In [2]:

import os

In [3]:
%pwd

'c:\\Users\\Admin\\Desktop\\code\\python\\Mlops_End_To_End_Project_Using_Github_Action\\research'

In [4]:
os.chdir("../")

In [5]:
%pwd

'c:\\Users\\Admin\\Desktop\\code\\python\\Mlops_End_To_End_Project_Using_Github_Action'

In [6]:
from dataclasses import dataclass
from pathlib import Path


@dataclass(frozen=True)
class DataIngestionConfig:
    root_dir: Path
    DB_NAME: str
    train_file_name: str
    test_file_name: str
    local_data_file: Path
    COLLECTION_NAME: str
    CONNECTION_URL: str

In [7]:
from us_visa.constants import *
from us_visa.utils.common import read_yaml, create_directories

In [None]:
class ConfigurationManager:
    ''' 
    This class is responsible for reading the config file and creating the necessary directories
        1. read the config file and return the config object
        2. create the necessary directories
        3. return the data ingestion config object
        4. return the data validation config object
        5. return the data transformation config object
        6. return the model trainer config object
        7. return the model evaluation config object
        8. return the model pusher config object
        9. return the training pipeline config object
    
        Note: The config file is in yaml format and is located at CONFIG_FILE_PATH

    '''
    def __init__(self, config_filepath=CONFIG_FILE_PATH):
        self.config = read_yaml(config_filepath)
        create_directories([self.config.artifacts_root])

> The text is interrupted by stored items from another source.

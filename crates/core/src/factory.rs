//! Entry points for building pipelines.
//!
//! ```
//! use scry_core::factory;
//!
//! let libraries = factory::immutable(["libc.so", "app.exe", "libm.so"])
//!     .include(|name| name.ends_with(".so"))
//!     .transform(str::len)
//!     .cache();
//! assert_eq!(libraries.collect(&factory::context()).unwrap(), vec![7, 7]);
//! ```

use crate::context::ScanContext;
use crate::leaf::{Empty, Immutable, Observable, ObservableVec};
use crate::ops::Aggregate;
use crate::scanner::{Items, ScannerHandle};

/// A fresh context for one top-level scan.
pub fn context() -> ScanContext {
    ScanContext::new()
}

/// A scanner that yields nothing.
pub fn empty<T: 'static>() -> ScannerHandle<T> {
    ScannerHandle::new(Empty::new())
}

/// A scanner over a fixed sequence.
pub fn immutable<T: Clone + 'static>(items: impl IntoIterator<Item = T>) -> ScannerHandle<T> {
    ScannerHandle::new(Immutable::new(items))
}

/// A scanner that asks `provider` for its items on every scan.
pub fn deferred<T, F>(provider: F) -> ScannerHandle<T>
where
    T: Clone + 'static,
    F: for<'c> Fn(&'c ScanContext) -> Items<'c, T> + 'static,
{
    ScannerHandle::new(Immutable::deferred(provider))
}

/// A scanner concatenating `scanners` in order.
pub fn aggregate<T: 'static>(scanners: impl IntoIterator<Item = ScannerHandle<T>>) -> ScannerHandle<T> {
    ScannerHandle::new(Aggregate::with_members(scanners))
}

/// A scanner over a caller-owned observable list.
pub fn observable<T: Clone + 'static>(items: ObservableVec<T>) -> ScannerHandle<T> {
    ScannerHandle::new(Observable::new(items))
}
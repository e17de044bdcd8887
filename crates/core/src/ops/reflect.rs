use crate::context::ScanContext;
use crate::notify::Notifier;
use crate::parent::Parent;
use crate::scanner::{Items, Scanner, ScannerHandle};
use std::rc::Rc;

/// Re-represents items in terms of another metadata view (a different root,
/// a different loader, and so on) without changing their type.
pub trait MetadataContext<T> {
    fn map_item(&self, context: &ScanContext, item: T) -> T;
}

impl<T, F> MetadataContext<T> for F
where
    F: Fn(&ScanContext, T) -> T,
{
    fn map_item(&self, context: &ScanContext, item: T) -> T {
        self(context, item)
    }
}

/// Maps every parent item through a [`MetadataContext`], lazily and in order.
pub struct Reflect<T> {
    parent: Parent<T>,
    metadata: Rc<dyn MetadataContext<T>>,
    notifier: Notifier,
}
impl<T> Reflect<T> {
    pub fn new(parent: ScannerHandle<T>, metadata: impl MetadataContext<T> + 'static) -> Self {
        let notifier = Notifier::new();
        Self {
            parent: Parent::new(parent, &notifier),
            metadata: Rc::new(metadata),
            notifier,
        }
    }
}

impl<T: 'static> Scanner<T> for Reflect<T> {
    fn scan<'a>(self: Rc<Self>, context: &'a ScanContext) -> Items<'a, T> {
        let metadata = Rc::clone(&self.metadata);
        Box::new(
            self.parent
                .items_or_empty(context)
                .map(move |item| item.map(|item| metadata.map_item(context, item))),
        )
    }

    fn notifier(&self) -> &Notifier {
        &self.notifier
    }
}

    def get_data_ingestion_config(self) -> DataIngestionConfig:
        config = self.config.data_ingestion
        
        create_directories([config.root_dir])
        
        data_ingestion_config = DataIngestionConfig(
            root_dir=config.root_dir,
            DB_NAME=config.DB_NAME,
            train_file_name=config.train_file_name,
            test_file_name=config.test_file_name,
            local_data_file=config.local_data_file,
            COLLECTION_NAME=config.COLLECTION_NAME,
            CONNECTION_URL= CONNECTION_URL
        )
        return data_ingestion_config

In [None]:
import pymongo
import pandas as pd

from us_visa import logger
from us_visa.exception import UsVisaException

In [None]:
class DataIngestion:

    '''
    This class is responsible for data ingestion from mongodb and saving it to local file.
     1. load data from mongodb and return as pandas dataframe
     2. drop _id column and save data to local file
     3. split data into train and test file and save it to local file

    '''

    def __init__(self, config: DataIngestionConfig):
        self.config = config

    # load data from mongodb and return as pandas dataframe

    def load_data(self) -> pd.DataFrame:
        try:
            client = pymongo.MongoClient(self.config.CONNECTION_URL)
            db = client[self.config.DB_NAME]
            collection = db[self.config.COLLECTION_NAME]
            data = list(collection.find())
            data = pd.DataFrame(data)
        except Exception as e:
            raise UsVisaException(e)
        return data
    
    # drop _id column and save data to local file

    def save_data(self, data: pd.DataFrame) ->pd.DataFrame:
        try:
            data.drop(columns=["_id"], inplace=True)
            data.to_csv(self.config.local_data_file, index=False)
            logger.info(f"Data saved successfully at {self.config.local_data_file}")
            logger.info(f"Data shape: {data.shape}")
        except Exception as e:
            raise UsVisaException(e)
        return data

    # split data into train and test file
    def split_data(self, data: pd.DataFrame) -> None:
        
        # split data into train and test file
        try:
            train_df = data.sample(frac=0.8, random_state=42)
            test_df = data.drop(train_df.index)
            # save train and test data to local file
            train_df.to_csv(os.path.join(self.config.root_dir, self.config.train_file_name), index=False)
            test_df.to_csv(os.path.join(self.config.root_dir, self.config.test_file_name), index=False)
            logger.info(f"Train and test data saved successfully at {self.config.root_dir}")
            logger.info(f"Train data shape: {train_df.shape}")
            logger.info(f"Test data shape: {test_df.shape}")
        except Exception as e:
            raise UsVisaException(e)    

        

In [11]:
from us_visa import logger

In [14]:
try:
    config = ConfigurationManager()
    data_ingestion_config = config.get_data_ingestion_config()
    data_ingestion = DataIngestion(config=data_ingestion_config)
    data = data_ingestion.load_data()
    data_ingestion.save_data(data=data)
    data_ingestion.split_data(data=data)
    logger.info(f"Data ingestion completed successfully.")
except Exception as e:
    logger.error(f"Error during data ingestion: {e}")
    raise e

[2026-02-10 13:20:39,116: INFO: common: yaml file: config\config.yaml loaded successfully]
[2026-02-10 13:20:39,121: INFO: common: created directory at: artifacts]
[2026-02-10 13:20:39,121: INFO: common: created directory at: artifacts/data_ingestion]
[2026-02-10 13:22:19,307: INFO: 2290529942: Data saved successfully at artifacts/data_ingestion/EasyVisa.csv]
[2026-02-10 13:22:19,316: INFO: 2290529942: Data shape: (25480, 12)]
[2026-02-10 13:22:19,903: INFO: 2290529942: Train and test data saved successfully at artifacts/data_ingestion]
[2026-02-10 13:22:19,907: INFO: 2290529942: Train data shape: (20384, 12)]
[2026-02-10 13:22:19,914: INFO: 2290529942: Test data shape: (5096, 12)]
[2026-02-10 13:22:19,927: INFO: 1519029422: Data ingestion completed successfully.]